For Lamming, this second trip to Africa was a return to a place that had both informed and haunted his later novels; for Brathwaite, this second coming was a form of baptism, a rebirth as it were. In fact, it was during this visit to Kenya that Brathwaite, then Edward, was given the name Kamau (the one who returns) by Ngũgĩ’s mother. More significantly, unlike the earlier sojourns that were defined by both the desires and anxieties associated with late colonialism and the violence of decolonization, the trips Lamming and Brathwaite were making to Kenya in the 1970s were taking place in a significantly changed context. The 1970s was the peak of the radical cultural assertion that had followed decolonization and its discontents – the age of the Black Power movement, and the quest for a black aesthetic. Moreover, Lamming and Brathwaite were returning to a cultural landscape that had been heavily inflected by a Caribbean radicalism associated with the historical work of the Guyanese historian Walter Rodney, then teaching at the University of Dar-es-Salaam in Tanzania. Rodney’s book, How Europe Underdeveloped Africa (1972), together with Frantz Fanon’s The Wretched of the Earth (1961), were the bibles of the radicals on the East African university campuses.

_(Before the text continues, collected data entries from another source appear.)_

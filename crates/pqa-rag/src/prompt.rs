//! Fixed prompt template
//!
//! The template text is a compatibility contract shared with the chat
//! backends; it must be reproduced byte for byte.

pub const PROMPT_TEMPLATE: &str = r#"CONTEXTO:
{contexto}

REGRAS:
- Responda somente com base no CONTEXTO.
- Se a informação não estiver explicitamente no CONTEXTO, responda:
  "Não tenho informações necessárias para responder sua pergunta."
- Nunca invente ou use conhecimento externo.
- Nunca produza opiniões ou interpretações além do que está escrito.

EXEMPLOS DE PERGUNTAS FORA DO CONTEXTO:
Pergunta: "Qual é a capital da França?"
Resposta: "Não tenho informações necessárias para responder sua pergunta."
Pergunta: "Quantos clientes temos em 2024?"
Resposta: "Não tenho informações necessárias para responder sua pergunta."
Pergunta: "Você acha isso bom ou ruim?"
Resposta: "Não tenho informações necessárias para responder sua pergunta."

PERGUNTA DO USUÁRIO:
{pergunta}

RESPONDA A "PERGUNTA DO USUÁRIO""#;

/// Fill the template with the assembled context and the user's question
pub fn render_prompt(context: &str, question: &str) -> String {
    PROMPT_TEMPLATE
        .replace("{contexto}", context)
        .replace("{pergunta}", question)
}

#[cfg(test)]
mod tests {
    use super::*;

    #[test]
    fn placeholders_are_filled() {
        let prompt = render_prompt("Faturamento: R$ 1,00", "Qual o faturamento?");
        assert!(prompt.starts_with("CONTEXTO:\nFaturamento: R$ 1,00\n\nREGRAS:"));
        assert!(prompt.contains("PERGUNTA DO USUÁRIO:\nQual o faturamento?"));
        assert!(prompt.ends_with("RESPONDA A \"PERGUNTA DO USUÁRIO\""));
        assert!(!prompt.contains("{contexto}"));
        assert!(!prompt.contains("{pergunta}"));
    }

    #[test]
    fn template_keeps_the_contract_rules() {
        assert!(PROMPT_TEMPLATE.contains("- Responda somente com base no CONTEXTO."));
        assert!(PROMPT_TEMPLATE.contains("- Nunca invente ou use conhecimento externo."));
        assert!(PROMPT_TEMPLATE.contains("Pergunta: \"Qual é a capital da França?\""));
    }

    #[test]
    fn empty_context_still_renders() {
        let prompt = render_prompt("", "pergunta");
        assert!(prompt.starts_with("CONTEXTO:\n\n\nREGRAS:"));
    }
}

In fact, Lamming and Brathwaite arrived in Kenya in the middle of a cultural revolution. In 1968, a few years before the Caribbean writers’ arrival, Ngũgĩ and two of his colleagues at the University of Nairobi, Henry Owuor Anyumba and Taban Lo Liyong, had issued a manifesto calling for the abolition of the English Department. The manifesto, ‘On the Abolition of the English Department’, which is now considered to be one of the inaugural documents of postcolonial studies, set out to question ‘the basic assumption that the English tradition and the emergence of the modern west’ was ‘the central root of our consciousness and cultural heritage’ and the attitude that Africa itself was ‘an extension of the west’.2

Against the assumption that the study of literature in an African university was to be organized around the English tradition, the manifesto wondered why the continuity of tradition could not be organized around African literature: ‘Why can’t African literature be at the centre so that we can view other cultures in relation to it?’ (146). The manifesto then went on to propose how varieties of African literary expression, such as oral literature, could be located at the centre of literary studies. But the manifesto went even further, proposing that in addition to opening up for a space for European-language literatures and American literature, a decolonized curriculum could ‘embrace’, among other subjects, Caribbean literature:

The Caribbean novel and poetry: the Caribbean involvement with Africa can never be over-emphasized. A lot of writers from the West Indies have often had Africa in mind. Their works have had a big impact on the African renaissance – in politics and literature. The poetry of Negritude indeed cannot be understood without studying its Caribbean roots.

(148)

By the time Lamming and Brathwaite arrived in Nairobi, the manifesto had become the blueprint for the teaching of literature both at the University of Nairobi and in Kenyan high schools; it would soon spread its wings to other universities in Africa, and, ultimately, the University of the West Indies.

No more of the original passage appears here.